Straßenkreuzer Uni: “Durch Bewegung zur Balance” – so war’s

Wie Bambus im Wind, so sollen sich die Schüler auf der Wiese im Stadtpark bewegen. Sanft mit dem Körper nach hinten rollen und die Arme nach vorn schieben. Spüren, wie zuerst die Schulter sich öffnet, dann der Ellenbogen und schließlich das Handgelenk. Qi Gong-Lehrer Rüdiger Schramm (Foto) hat bewusst einfache Übungen ausgesucht, um die 20 Frauen und Männer der Straßenkreuzer Uni mit der chinesischen Bewegungs- und Gesundheitslehre bekannt zu machen. Das Wichtigste: in die Weichheit gehen. Fließende Bewegungen sollen die Muskeln und Sehnen lockern, so Blockaden lösen und den Energiefluss anregen. „In der heutigen Zeit haben wir alle viel Stress und spüren oft gar nicht mehr, was mit unserem Körper los ist“, sagt Rüdiger Schramm. Er führt beispielsweise Übungen vor, die verspannte Schultern lockern und die erschöpfte Leber wieder auf Trab bringen können.

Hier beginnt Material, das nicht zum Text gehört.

//! Live integration tests for propdb-db using `#[sqlx::test]`.
//!
//! Each test gets a fresh Postgres database from the sqlx test harness. The
//! hosted schema is not managed here, so `fixtures/schema.sql` recreates it
//! before `fixtures/properties.sql` seeds four listings.
//!
//! Run with `DATABASE_URL` set and `cargo test -p propdb-db -- --ignored`.

use std::collections::BTreeSet;

use propdb_core::{
    FilterCriteria, PropertyChanges, PropertyStatus, PropertySubmission, PropertyType, SortOption,
};
use propdb_db::{
    add_favorite, create_property, delete_property, get_property, list_favorite_ids,
    list_properties, remove_favorite, update_property, DbError,
};
use rust_decimal::Decimal;

// ---------------------------------------------------------------------------
// Section 1: Listing queries
// ---------------------------------------------------------------------------

#[sqlx::test(migrations = false, fixtures("schema", "properties"))]
#[ignore = "requires DATABASE_URL"]
async fn list_without_filters_returns_everything_newest_first(pool: sqlx::PgPool) {
    let page = list_properties(&pool, &FilterCriteria::default(), SortOption::Newest, 0, 20)
        .await
        .expect("list_properties failed");

    let ids: Vec<&str> = page.items.iter().map(|p| p.id.as_str()).collect();
    assert_eq!(ids, ["p-condo-1", "p-condo-2", "p-house-1", "p-apt-1"]);
    assert!(page.next_cursor.is_none());
}

#[sqlx::test(migrations = false, fixtures("schema", "properties"))]
#[ignore = "requires DATABASE_URL"]
async fn list_applies_type_and_price_filters(pool: sqlx::PgPool) {
    let criteria = FilterCriteria {
        property_type: Some(PropertyType::Condo),
        max_price: Some(Decimal::from(200_000)),
        ..FilterCriteria::default()
    };
    let page = list_properties(&pool, &criteria, SortOption::PriceAsc, 0, 20)
        .await
        .expect("list_properties failed");

    assert_eq!(page.items.len(), 1);
    assert_eq!(page.items[0].id, "p-condo-1");
}

#[sqlx::test(migrations = false, fixtures("schema", "properties"))]
#[ignore = "requires DATABASE_URL"]
async fn list_matches_location_against_city_case_insensitively(pool: sqlx::PgPool) {
    let criteria = FilterCriteria {
        location: Some("shelby".to_string()),
        ..FilterCriteria::default()
    };
    let page = list_properties(&pool, &criteria, SortOption::Newest, 0, 20)
        .await
        .expect("list_properties failed");

    assert_eq!(page.items.len(), 1);
    assert_eq!(page.items[0].id, "p-condo-2");
}

#[sqlx::test(migrations = false, fixtures("schema", "properties"))]
#[ignore = "requires DATABASE_URL"]
async fn list_filters_by_status_set(pool: sqlx::PgPool) {
    let criteria = FilterCriteria {
        statuses: BTreeSet::from([PropertyStatus::ForRent, PropertyStatus::Pending]),
        ..FilterCriteria::default()
    };
    let page = list_properties(&pool, &criteria, SortOption::PriceDesc, 0, 20)
        .await
        .expect("list_properties failed");

    let ids: Vec<&str> = page.items.iter().map(|p| p.id.as_str()).collect();
    assert_eq!(ids, ["p-condo-2", "p-apt-1"]);
}

#[sqlx::test(migrations = false, fixtures("schema", "properties"))]
#[ignore = "requires DATABASE_URL"]
async fn list_pages_with_offset_cursor(pool: sqlx::PgPool) {
    let first = list_properties(&pool, &FilterCriteria::default(), SortOption::PriceAsc, 0, 3)
        .await
        .expect("first page");
    assert_eq!(first.items.len(), 3);
    assert_eq!(first.next_cursor, Some(3));

    let second = list_properties(&pool, &FilterCriteria::default(), SortOption::PriceAsc, 3, 3)
        .await
        .expect("second page");
    assert_eq!(second.items.len(), 1);
    assert_eq!(second.items[0].id, "p-condo-2");
    assert!(second.next_cursor.is_none());
}

// ---------------------------------------------------------------------------
// Section 2: Single-row reads and writes
// ---------------------------------------------------------------------------

#[sqlx::test(migrations = false, fixtures("schema", "properties"))]
#[ignore = "requires DATABASE_URL"]
async fn get_missing_property_is_not_found(pool: sqlx::PgPool) {
    let err = get_property(&pool, "nope").await.unwrap_err();
    assert!(matches!(err, DbError::NotFound));
}

#[sqlx::test(migrations = false, fixtures("schema"))]
#[ignore = "requires DATABASE_URL"]
async fn create_then_get_round_trips(pool: sqlx::PgPool) {
    let submission = PropertySubmission {
        title: "Corner townhouse".to_string(),
        description: "End unit, extra windows".to_string(),
        price: Decimal::new(61_250_000, 2),
        location: "1 Elm Ct".to_string(),
        city: Some("Ogdenville".to_string()),
        state: None,
        bedrooms: 3,
        bathrooms: 2,
        area_sqft: 1650,
        image_url: None,
        property_type: "townhouse".to_string(),
        status: "for-sale".to_string(),
        year_built: Some(2019),
        lot_size_sqft: None,
        parking_spaces: Some(2),
        amenities: vec!["Patio".to_string()],
    };
    let new = submission.validate().expect("valid submission");

    let created = create_property(&pool, &new)
        .await
        .expect("create_property failed");
    assert!(created.created_at.is_some());

    let fetched = get_property(&pool, &created.id)
        .await
        .expect("get_property failed");
    assert_eq!(fetched, created);
    assert_eq!(fetched.property_type, PropertyType::Townhouse);
    assert_eq!(fetched.price, Decimal::new(61_250_000, 2));
}

#[sqlx::test(migrations = false, fixtures("schema", "properties"))]
#[ignore = "requires DATABASE_URL"]
async fn update_changes_only_named_fields(pool: sqlx::PgPool) {
    let changes = PropertyChanges {
        status: Some(PropertyStatus::Sold),
        city: Some(None),
        ..PropertyChanges::default()
    };
    let updated = update_property(&pool, "p-house-1", &changes)
        .await
        .expect("update_property failed");

    assert_eq!(updated.status, PropertyStatus::Sold);
    assert!(updated.city.is_none());
    assert_eq!(updated.bedrooms, 4);
    assert!(updated.updated_at > updated.created_at);
}

#[sqlx::test(migrations = false, fixtures("schema", "properties"))]
#[ignore = "requires DATABASE_URL"]
async fn update_missing_property_is_not_found(pool: sqlx::PgPool) {
    let changes = PropertyChanges {
        bedrooms: Some(1),
        ..PropertyChanges::default()
    };
    let err = update_property(&pool, "nope", &changes).await.unwrap_err();
    assert!(matches!(err, DbError::NotFound));
}

#[sqlx::test(migrations = false, fixtures("schema", "properties"))]
#[ignore = "requires DATABASE_URL"]
async fn delete_cascades_to_favorites(pool: sqlx::PgPool) {
    add_favorite(&pool, "u-1", "p-condo-1")
        .await
        .expect("add_favorite failed");

    delete_property(&pool, "p-condo-1")
        .await
        .expect("delete_property failed");

    let ids = list_favorite_ids(&pool, "u-1").await.expect("list failed");
    assert!(ids.is_empty());
    assert!(matches!(
        delete_property(&pool, "p-condo-1").await,
        Err(DbError::NotFound)
    ));
}

// ---------------------------------------------------------------------------
// Section 3: Favorites
// ---------------------------------------------------------------------------

#[sqlx::test(migrations = false, fixtures("schema", "properties"))]
#[ignore = "requires DATABASE_URL"]
async fn favorites_are_per_user_and_idempotent(pool: sqlx::PgPool) {
    add_favorite(&pool, "u-1", "p-house-1").await.expect("add");
    add_favorite(&pool, "u-1", "p-house-1").await.expect("re-add");
    add_favorite(&pool, "u-2", "p-apt-1").await.expect("add other user");

    let ids = list_favorite_ids(&pool, "u-1").await.expect("list");
    assert_eq!(ids, ["p-house-1"]);

    assert!(remove_favorite(&pool, "u-1", "p-house-1").await.expect("remove"));
    assert!(!remove_favorite(&pool, "u-1", "p-house-1").await.expect("remove again"));
    assert!(list_favorite_ids(&pool, "u-1").await.expect("list").is_empty());
}

#[sqlx::test(migrations = false, fixtures("schema", "properties"))]
#[ignore = "requires DATABASE_URL"]
async fn favoriting_unknown_property_is_not_found(pool: sqlx::PgPool) {
    let err = add_favorite(&pool, "u-1", "nope").await.unwrap_err();
    assert!(matches!(err, DbError::NotFound));
}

Für die Anfänger der Straßenkreuzer Uni ist das alles neu und ziemlich anstrengend. Denn die ungewohnten Bewegungen müssen vom Gehirn zunächst verarbeitet und abgespeichert werden, bevor viel Üben irgendwann zum Ziel führt: So biegsam und elastisch zu werden wie Bambus – und so stark.